Top of SOURCE MATERIAL

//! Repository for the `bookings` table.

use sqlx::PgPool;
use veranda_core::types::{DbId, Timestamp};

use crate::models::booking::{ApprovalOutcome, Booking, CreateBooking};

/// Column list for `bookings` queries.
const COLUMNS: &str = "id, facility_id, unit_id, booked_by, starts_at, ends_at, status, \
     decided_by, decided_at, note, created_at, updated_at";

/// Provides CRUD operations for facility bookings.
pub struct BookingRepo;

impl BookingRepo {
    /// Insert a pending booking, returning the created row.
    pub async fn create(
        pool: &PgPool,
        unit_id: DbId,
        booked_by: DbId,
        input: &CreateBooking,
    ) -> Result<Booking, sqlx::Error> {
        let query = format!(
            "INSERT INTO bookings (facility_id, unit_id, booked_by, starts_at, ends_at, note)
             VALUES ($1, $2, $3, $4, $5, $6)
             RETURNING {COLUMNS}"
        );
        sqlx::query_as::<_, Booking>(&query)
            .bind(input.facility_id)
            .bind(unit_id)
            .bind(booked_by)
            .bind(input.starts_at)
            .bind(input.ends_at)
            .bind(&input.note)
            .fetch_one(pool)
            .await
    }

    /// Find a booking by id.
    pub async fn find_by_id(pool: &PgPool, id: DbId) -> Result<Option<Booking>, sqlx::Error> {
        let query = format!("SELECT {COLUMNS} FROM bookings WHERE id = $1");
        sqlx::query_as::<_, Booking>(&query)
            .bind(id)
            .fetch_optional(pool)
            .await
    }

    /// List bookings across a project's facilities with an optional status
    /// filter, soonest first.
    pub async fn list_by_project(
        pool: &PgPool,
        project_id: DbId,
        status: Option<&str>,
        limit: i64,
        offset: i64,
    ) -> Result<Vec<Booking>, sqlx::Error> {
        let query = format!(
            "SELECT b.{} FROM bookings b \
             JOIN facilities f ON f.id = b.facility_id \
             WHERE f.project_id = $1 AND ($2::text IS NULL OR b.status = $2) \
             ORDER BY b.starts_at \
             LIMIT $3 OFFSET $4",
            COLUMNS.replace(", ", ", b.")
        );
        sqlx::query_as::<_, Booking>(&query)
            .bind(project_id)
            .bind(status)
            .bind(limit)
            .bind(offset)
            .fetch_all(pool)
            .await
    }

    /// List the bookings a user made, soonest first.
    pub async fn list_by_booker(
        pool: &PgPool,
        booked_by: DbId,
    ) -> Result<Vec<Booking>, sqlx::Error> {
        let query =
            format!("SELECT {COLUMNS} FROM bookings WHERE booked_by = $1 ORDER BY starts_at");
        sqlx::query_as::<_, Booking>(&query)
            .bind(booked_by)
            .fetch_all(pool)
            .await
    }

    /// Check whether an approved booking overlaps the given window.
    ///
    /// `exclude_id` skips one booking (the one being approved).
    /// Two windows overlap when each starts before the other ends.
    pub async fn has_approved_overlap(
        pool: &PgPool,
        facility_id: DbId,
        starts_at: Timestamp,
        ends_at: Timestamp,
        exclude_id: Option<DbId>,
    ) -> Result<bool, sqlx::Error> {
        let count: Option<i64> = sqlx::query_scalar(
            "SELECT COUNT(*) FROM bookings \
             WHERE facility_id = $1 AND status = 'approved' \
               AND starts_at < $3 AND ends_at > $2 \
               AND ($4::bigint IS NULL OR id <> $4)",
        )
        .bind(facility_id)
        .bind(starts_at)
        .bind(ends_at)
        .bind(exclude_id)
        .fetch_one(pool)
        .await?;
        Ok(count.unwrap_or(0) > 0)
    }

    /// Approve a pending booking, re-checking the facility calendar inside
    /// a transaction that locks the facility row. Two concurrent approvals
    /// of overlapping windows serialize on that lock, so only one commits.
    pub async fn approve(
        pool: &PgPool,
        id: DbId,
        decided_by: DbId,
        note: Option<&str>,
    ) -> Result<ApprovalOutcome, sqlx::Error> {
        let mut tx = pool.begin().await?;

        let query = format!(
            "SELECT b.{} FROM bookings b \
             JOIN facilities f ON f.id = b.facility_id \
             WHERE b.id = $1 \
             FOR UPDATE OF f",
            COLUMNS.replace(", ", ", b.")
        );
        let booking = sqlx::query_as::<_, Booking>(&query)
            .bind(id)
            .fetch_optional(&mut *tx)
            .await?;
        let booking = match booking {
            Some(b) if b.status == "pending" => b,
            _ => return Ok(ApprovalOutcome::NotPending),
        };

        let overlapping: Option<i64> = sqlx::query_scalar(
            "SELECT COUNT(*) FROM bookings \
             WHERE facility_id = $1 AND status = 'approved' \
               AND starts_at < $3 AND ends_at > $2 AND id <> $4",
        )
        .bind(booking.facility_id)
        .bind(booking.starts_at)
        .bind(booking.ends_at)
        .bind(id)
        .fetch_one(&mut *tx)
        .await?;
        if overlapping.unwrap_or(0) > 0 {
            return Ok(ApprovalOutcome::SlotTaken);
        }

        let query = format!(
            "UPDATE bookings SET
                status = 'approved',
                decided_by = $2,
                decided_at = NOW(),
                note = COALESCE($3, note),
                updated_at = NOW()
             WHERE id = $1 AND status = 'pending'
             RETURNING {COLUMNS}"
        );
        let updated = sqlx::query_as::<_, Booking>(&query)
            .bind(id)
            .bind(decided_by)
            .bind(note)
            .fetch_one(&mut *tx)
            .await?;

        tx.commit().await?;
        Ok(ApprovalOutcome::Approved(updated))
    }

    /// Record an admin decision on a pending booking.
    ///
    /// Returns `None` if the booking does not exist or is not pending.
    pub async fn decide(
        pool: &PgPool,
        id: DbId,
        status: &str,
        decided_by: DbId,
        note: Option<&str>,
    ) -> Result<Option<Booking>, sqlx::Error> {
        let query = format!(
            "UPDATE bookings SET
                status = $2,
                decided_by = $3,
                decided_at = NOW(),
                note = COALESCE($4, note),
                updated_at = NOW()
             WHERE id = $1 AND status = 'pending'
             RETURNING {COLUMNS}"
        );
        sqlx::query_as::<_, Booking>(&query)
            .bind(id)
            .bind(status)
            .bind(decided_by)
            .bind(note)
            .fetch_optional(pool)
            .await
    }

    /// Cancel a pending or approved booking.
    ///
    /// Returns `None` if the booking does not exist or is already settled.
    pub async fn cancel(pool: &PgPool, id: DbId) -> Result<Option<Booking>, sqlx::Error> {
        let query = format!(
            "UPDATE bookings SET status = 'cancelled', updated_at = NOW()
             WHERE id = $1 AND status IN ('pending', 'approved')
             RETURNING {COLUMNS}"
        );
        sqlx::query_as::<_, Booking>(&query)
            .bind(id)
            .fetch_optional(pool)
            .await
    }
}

Bottom of SOURCE MATERIAL
Top of SOURCE MATERIAL

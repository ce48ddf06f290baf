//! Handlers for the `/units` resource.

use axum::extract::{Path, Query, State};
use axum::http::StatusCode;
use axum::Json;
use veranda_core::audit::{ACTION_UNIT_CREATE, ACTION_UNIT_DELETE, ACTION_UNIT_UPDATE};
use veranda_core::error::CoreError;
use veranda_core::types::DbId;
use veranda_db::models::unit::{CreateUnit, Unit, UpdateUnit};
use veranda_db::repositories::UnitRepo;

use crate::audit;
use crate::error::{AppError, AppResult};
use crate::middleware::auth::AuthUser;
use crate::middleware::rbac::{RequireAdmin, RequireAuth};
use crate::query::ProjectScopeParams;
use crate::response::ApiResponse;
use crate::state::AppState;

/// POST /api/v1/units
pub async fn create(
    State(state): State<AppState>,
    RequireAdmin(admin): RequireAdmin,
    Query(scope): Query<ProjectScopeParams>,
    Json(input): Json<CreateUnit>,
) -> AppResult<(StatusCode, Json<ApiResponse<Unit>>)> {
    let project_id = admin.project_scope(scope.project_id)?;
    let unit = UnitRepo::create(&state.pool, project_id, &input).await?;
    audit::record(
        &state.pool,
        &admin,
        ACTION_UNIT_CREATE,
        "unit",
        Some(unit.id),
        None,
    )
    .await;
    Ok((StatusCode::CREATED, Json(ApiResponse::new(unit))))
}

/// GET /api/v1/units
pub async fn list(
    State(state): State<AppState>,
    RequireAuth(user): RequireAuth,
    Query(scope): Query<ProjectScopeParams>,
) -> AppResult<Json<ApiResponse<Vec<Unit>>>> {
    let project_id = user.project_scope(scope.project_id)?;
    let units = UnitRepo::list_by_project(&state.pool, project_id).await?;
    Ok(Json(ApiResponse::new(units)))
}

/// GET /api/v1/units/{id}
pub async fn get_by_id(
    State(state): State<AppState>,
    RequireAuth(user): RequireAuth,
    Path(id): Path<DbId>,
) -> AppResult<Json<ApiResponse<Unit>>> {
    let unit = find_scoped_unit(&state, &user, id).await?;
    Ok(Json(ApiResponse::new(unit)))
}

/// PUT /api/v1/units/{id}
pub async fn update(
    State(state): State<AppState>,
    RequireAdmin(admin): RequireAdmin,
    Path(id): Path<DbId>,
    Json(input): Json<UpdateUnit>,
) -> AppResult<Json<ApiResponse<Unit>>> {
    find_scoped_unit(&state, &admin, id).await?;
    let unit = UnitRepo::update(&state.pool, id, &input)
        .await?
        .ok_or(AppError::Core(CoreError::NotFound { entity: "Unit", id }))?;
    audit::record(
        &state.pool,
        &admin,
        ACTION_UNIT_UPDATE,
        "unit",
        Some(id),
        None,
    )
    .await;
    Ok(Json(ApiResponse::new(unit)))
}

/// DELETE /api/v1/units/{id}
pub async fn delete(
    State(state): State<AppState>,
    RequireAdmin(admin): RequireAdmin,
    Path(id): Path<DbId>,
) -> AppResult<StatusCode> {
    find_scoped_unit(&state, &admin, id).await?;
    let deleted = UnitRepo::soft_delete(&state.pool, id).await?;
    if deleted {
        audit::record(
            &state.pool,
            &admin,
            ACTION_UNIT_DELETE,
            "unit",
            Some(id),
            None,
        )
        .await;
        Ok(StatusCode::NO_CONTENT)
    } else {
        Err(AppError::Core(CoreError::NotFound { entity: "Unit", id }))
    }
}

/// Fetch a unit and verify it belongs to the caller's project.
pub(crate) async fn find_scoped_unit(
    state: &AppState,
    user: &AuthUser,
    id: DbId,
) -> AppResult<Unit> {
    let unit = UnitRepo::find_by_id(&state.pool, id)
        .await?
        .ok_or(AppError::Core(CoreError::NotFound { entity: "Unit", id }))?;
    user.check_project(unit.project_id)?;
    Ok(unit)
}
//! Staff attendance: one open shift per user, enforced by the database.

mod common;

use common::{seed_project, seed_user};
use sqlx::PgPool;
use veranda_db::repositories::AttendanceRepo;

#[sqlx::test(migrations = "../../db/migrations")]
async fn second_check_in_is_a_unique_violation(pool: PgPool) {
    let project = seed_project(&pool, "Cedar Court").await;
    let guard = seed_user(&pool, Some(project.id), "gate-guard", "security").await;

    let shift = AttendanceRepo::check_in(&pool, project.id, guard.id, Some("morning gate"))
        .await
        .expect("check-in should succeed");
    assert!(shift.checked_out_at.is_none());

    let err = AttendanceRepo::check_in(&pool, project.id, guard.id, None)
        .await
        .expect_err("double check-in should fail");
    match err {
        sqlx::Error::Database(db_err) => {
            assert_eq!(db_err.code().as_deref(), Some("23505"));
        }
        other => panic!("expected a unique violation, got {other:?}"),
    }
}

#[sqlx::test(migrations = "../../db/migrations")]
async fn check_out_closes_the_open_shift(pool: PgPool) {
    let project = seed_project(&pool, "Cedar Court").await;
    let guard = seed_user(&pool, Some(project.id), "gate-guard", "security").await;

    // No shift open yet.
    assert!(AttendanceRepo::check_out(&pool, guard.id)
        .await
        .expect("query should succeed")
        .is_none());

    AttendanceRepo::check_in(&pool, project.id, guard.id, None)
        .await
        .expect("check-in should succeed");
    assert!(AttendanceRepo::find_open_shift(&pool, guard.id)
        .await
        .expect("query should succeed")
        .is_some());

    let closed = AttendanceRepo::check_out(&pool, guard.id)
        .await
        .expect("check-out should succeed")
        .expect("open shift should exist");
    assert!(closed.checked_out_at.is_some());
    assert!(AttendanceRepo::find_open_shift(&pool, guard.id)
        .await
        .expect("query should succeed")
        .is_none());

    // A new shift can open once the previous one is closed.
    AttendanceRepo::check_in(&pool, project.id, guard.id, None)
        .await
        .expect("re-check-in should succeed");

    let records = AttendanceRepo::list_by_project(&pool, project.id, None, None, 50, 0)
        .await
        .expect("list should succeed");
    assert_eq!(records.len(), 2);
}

Bottom of SOURCE MATERIAL

• WORK TASK: Find each line in the listing above that contains "audit", and copy that line.

• ANSWER BELOW:
use veranda_core::audit::{ACTION_UNIT_CREATE, ACTION_UNIT_DELETE, ACTION_UNIT_UPDATE};
use crate::audit;
    audit::record(
    audit::record(
        audit::record(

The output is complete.